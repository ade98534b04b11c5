use std::sync::Arc;

use super::document::DocumentRecord;
use super::language::Language;
use crate::search::RelatedRecord;

/// State carried from one stage to the next during a single review.
///
/// Owned by the pipeline task; stages read what earlier stages left and fill their own slot.
#[derive(Debug, Clone, Default)]
pub struct ReviewContext {
    /// Reviewer instruction as submitted.
    pub query: String,
    /// Output language, detected from the instruction.
    pub language: Language,
    /// Parsed document, set once by the parse stage.
    pub document: Option<Arc<DocumentRecord>>,
    /// Whether the parse stage fell back or found no core sections.
    pub parse_degraded: bool,
    /// Normalised key terms, at most four.
    pub key_terms: Vec<String>,
    /// Search expression derived from the key terms or the title.
    pub search_query: Option<String>,
    /// Related records, most similar to the search query first.
    pub related: Vec<RelatedRecord>,
    /// Similarity of each related record to the document, most similar first.
    pub similarities: Vec<(RelatedRecord, f32)>,
    /// Innovation narrative, possibly a placeholder.
    pub innovation: Option<String>,
    /// Evaluation narrative.
    pub evaluation: Option<String>,
    /// Final report text.
    pub report: Option<String>,
}

impl ReviewContext {
    /// Fresh context for an instruction.
    pub fn new(query: impl Into<String>) -> Self {
        let query = query.into();
        Self {
            language: Language::detect(&query),
            query,
            ..Self::default()
        }
    }

    /// Parsed document, or an empty record before parsing resolved.
    pub fn document(&self) -> Arc<DocumentRecord> {
        self.document.clone().unwrap_or_default()
    }

    /// Records handed to the innovation prompt: the most similar ones when scored.
    pub fn top_related(&self, limit: usize) -> Vec<RelatedRecord> {
        if self.similarities.is_empty() {
            return self.related.iter().take(limit).cloned().collect();
        }
        self.similarities
            .iter()
            .take(limit)
            .map(|(record, _)| record.clone())
            .collect()
    }
}
use std::sync::OnceLock;

/// Transport used for embedding calls.
#[derive(Debug, Clone, Copy, PartialEq, Eq)]
pub enum BreakerState {
    /// Batched requests are still attempted.
    Closed,
    /// Every call is made one text at a time.
    Open,
}

impl BreakerState {
    /// Name reported in logs and metrics.
    pub const fn as_str(self) -> &'static str {
        match self {
            BreakerState::Closed => "batch",
            BreakerState::Open => "per_item",
        }
    }
}

/// One-way switch from batched to per-item embedding transport.
///
/// Opens at most once and never closes again for the life of the process.
#[derive(Debug, Default)]
pub struct TransportBreaker {
    reason: OnceLock<String>,
}

impl TransportBreaker {
    /// A closed breaker.
    pub fn new() -> Self {
        Self::default()
    }

    /// Open the breaker. Returns `true` only for the call that opened it.
    pub fn trip(&self, reason: &str) -> bool {
        self.reason.set(reason.to_string()).is_ok()
    }

    /// Whether per-item transport is in force.
    pub fn is_open(&self) -> bool {
        self.reason.get().is_some()
    }

    /// Current state.
    pub fn state(&self) -> BreakerState {
        if self.is_open() {
            BreakerState::Open
        } else {
            BreakerState::Closed
        }
    }

    /// Why the breaker opened, if it has.
    pub fn reason(&self) -> Option<&str> {
        self.reason.get().map(String::as_str)
    }
}
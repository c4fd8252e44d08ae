// blegate Source Code File
//
// Copyright 2025 Nonpolynomial Labs LLC. All rights reserved.
//
// Licensed under the BSD 3-Clause license. See LICENSE file in the project root
// for full license information.

//! The `api` module contains the types shared between the gateway, its callers and its transports.

mod bdaddr;
pub mod bleuuid;
mod event;
mod permission;
mod transport;

use std::time::SystemTime;

use bitflags::bitflags;
#[cfg(feature = "serde")]
use serde::{Deserialize, Serialize};
#[cfg(feature = "serde")]
use serde_cr as serde;
use uuid::Uuid;

pub use self::bdaddr::{BDAddr, ParseBDAddrError};
pub use self::event::Event;
pub use self::permission::{AllowAll, Permission, PermissionCheck};
pub use self::transport::{
    AdvertisementStream, ConnectOptions, Link, LinkEvent, LinkEventStream, Transport,
};
pub use crate::hex::HexValue;
pub use crate::session::state::SessionState;

bitflags! {
    /// A set of properties that indicate what operations are supported by a Characteristic.
    #[cfg_attr(
        feature = "serde",
        derive(Serialize, Deserialize),
        serde(crate = "serde_cr")
    )]
    #[derive(Debug, Default, Clone, Copy, PartialEq, Eq, Hash, PartialOrd, Ord)]
    pub struct CharPropFlags: u8 {
        const BROADCAST = 0x01;
        const READ = 0x02;
        const WRITE_WITHOUT_RESPONSE = 0x04;
        const WRITE = 0x08;
        const NOTIFY = 0x10;
        const INDICATE = 0x20;
        const AUTHENTICATED_SIGNED_WRITES = 0x40;
        const EXTENDED_PROPERTIES = 0x80;
    }
}

/// A GATT characteristic as reported by service discovery.
#[cfg_attr(
    feature = "serde",
    derive(Serialize, Deserialize),
    serde(crate = "serde_cr")
)]
#[derive(Debug, Clone, PartialEq, Eq, Hash)]
pub struct Characteristic {
    pub uuid: Uuid,
    pub service_uuid: Uuid,
    pub properties: CharPropFlags,
}

/// A GATT service and its characteristics.
#[cfg_attr(
    feature = "serde",
    derive(Serialize, Deserialize),
    serde(crate = "serde_cr")
)]
#[derive(Debug, Clone, PartialEq, Eq, Hash)]
pub struct Service {
    pub uuid: Uuid,
    pub primary: bool,
    pub characteristics: Vec<Characteristic>,
}

/// A notification or indication received from a subscribed characteristic.
#[derive(Debug, Clone, PartialEq, Eq)]
pub struct ValueNotification {
    pub uuid: Uuid,
    pub value: Vec<u8>,
}

/// The type of write operation to use.
#[cfg_attr(
    feature = "serde",
    derive(Serialize, Deserialize),
    serde(crate = "serde_cr")
)]
#[derive(Debug, Default, Clone, Copy, PartialEq, Eq)]
pub enum WriteType {
    /// A write operation where the device is expected to respond with a confirmation or error.
    #[default]
    WithResponse,
    /// A write-without-response, also known as a command.
    WithoutResponse,
}

/// One advertising report, as delivered by [`Transport::start_scan`].
#[derive(Debug, Clone, PartialEq, Eq, Default)]
pub struct Advertisement {
    pub address: BDAddr,
    pub name: Option<String>,
    pub rssi: Option<i16>,
    /// Advertised service UUIDs.
    pub services: Vec<Uuid>,
}

/// Filters applied to a scan. An empty filter matches every advertisement.
#[cfg_attr(
    feature = "serde",
    derive(Serialize, Deserialize),
    serde(crate = "serde_cr", default)
)]
#[derive(Debug, Clone, PartialEq, Eq, Default)]
pub struct ScanFilter {
    /// Exact advertised local name.
    pub name: Option<String>,
    pub address: Option<BDAddr>,
    /// Matches if the advertisement carries any of these services.
    pub services: Vec<Uuid>,
}

impl ScanFilter {
    pub fn with_name(mut self, name: impl Into<String>) -> Self {
        self.name = Some(name.into());
        self
    }

    pub fn with_address(mut self, address: BDAddr) -> Self {
        self.address = Some(address);
        self
    }

    pub fn with_service(mut self, service: Uuid) -> Self {
        self.services.push(service);
        self
    }

    pub fn matches(&self, advertisement: &Advertisement) -> bool {
        if let Some(name) = &self.name {
            if advertisement.name.as_deref() != Some(name.as_str()) {
                return false;
            }
        }
        if let Some(address) = self.address {
            if advertisement.address != address {
                return false;
            }
        }
        self.services.is_empty()
            || self
                .services
                .iter()
                .any(|service| advertisement.services.contains(service))
    }
}

/// A peer known to the gateway's device registry.
#[cfg_attr(
    feature = "serde",
    derive(Serialize, Deserialize),
    serde(crate = "serde_cr")
)]
#[derive(Debug, Clone, PartialEq, Eq)]
pub struct Device {
    pub address: BDAddr,
    pub name: Option<String>,
    pub rssi: Option<i16>,
    pub discovered_at: SystemTime,
    pub last_seen: SystemTime,
    /// Not sighted since the latest scan started.
    pub stale: bool,
}

#[cfg(test)]
mod tests {
    use super::bleuuid::uuid_from_u16;
    use super::*;

    fn advertisement() -> Advertisement {
        Advertisement {
            address: "AA:BB:CC:DD:EE:01".parse().unwrap(),
            name: Some("Pawtronics-RD1".into()),
            rssi: Some(-60),
            services: vec![uuid_from_u16(0x1802)],
        }
    }

    #[test]
    fn empty_filter_matches_everything() {
        assert!(ScanFilter::default().matches(&advertisement()));
        assert!(ScanFilter::default().matches(&Advertisement::default()));
    }

    #[test]
    fn name_filter_is_exact() {
        assert!(ScanFilter::default()
            .with_name("Pawtronics-RD1")
            .matches(&advertisement()));
        assert!(!ScanFilter::default()
            .with_name("Pawtronics")
            .matches(&advertisement()));
        assert!(!ScanFilter::default()
            .with_name("Pawtronics-RD1")
            .matches(&Advertisement::default()));
    }

    #[test]
    fn all_filters_must_match() {
        let filter = ScanFilter::default()
            .with_address("aa:bb:cc:dd:ee:01".parse().unwrap())
            .with_service(uuid_from_u16(0x180d))
            .with_service(uuid_from_u16(0x1802));
        assert!(filter.matches(&advertisement()));

        let filter = filter.with_address("AA:BB:CC:DD:EE:02".parse().unwrap());
        assert!(!filter.matches(&advertisement()));

        let filter = ScanFilter::default().with_service(uuid_from_u16(0x180d));
        assert!(!filter.matches(&advertisement()));
    }
}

What you are asked to do = Your answer should reproduce each line of the listing that holds the word "contains".

Written answer =
//! The `api` module contains the types shared between the gateway, its callers and its transports.
                .any(|service| advertisement.services.contains(service))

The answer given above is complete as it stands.